▸ **GOAL OF THE EXERCISE**
Retrieve every line from the records in which the word "impl" occurs.

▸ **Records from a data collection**

■ ■ ■

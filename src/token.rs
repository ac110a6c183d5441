//! Identity tokens for scopes and resources.
//!
//! Every scope and every resource in the lifetime tree carries a [`Token`],
//! a process-unique identifier. Equality is identity; tokens carry no other
//! structure.

use core::fmt;
use std::sync::atomic::{AtomicU64, Ordering};

static NEXT_TOKEN: AtomicU64 = AtomicU64::new(1);

/// A process-unique identity for a scope or a resource.
///
/// Tokens are drawn from a global monotonic counter, so two tokens compare
/// equal only when they were produced by the same [`Token::fresh`] call.
#[derive(Clone, Copy, PartialEq, Eq, Hash, PartialOrd, Ord)]
pub struct Token(u64);

impl Token {
    /// Draws a fresh, never-before-seen token.
    #[must_use]
    pub fn fresh() -> Self {
        Self(NEXT_TOKEN.fetch_add(1, Ordering::Relaxed))
    }
}

impl fmt::Debug for Token {
    fn fmt(&self, f: &mut fmt::Formatter<'_>) -> fmt::Result {
        write!(f, "Token({})", self.0)
    }
}

impl fmt::Display for Token {
    fn fmt(&self, f: &mut fmt::Formatter<'_>) -> fmt::Result {
        write!(f, "t{}", self.0)
    }
}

■ ■ ■

▸ **ANSWER BOX**
impl Token {
impl fmt::Debug for Token {
impl fmt::Display for Token {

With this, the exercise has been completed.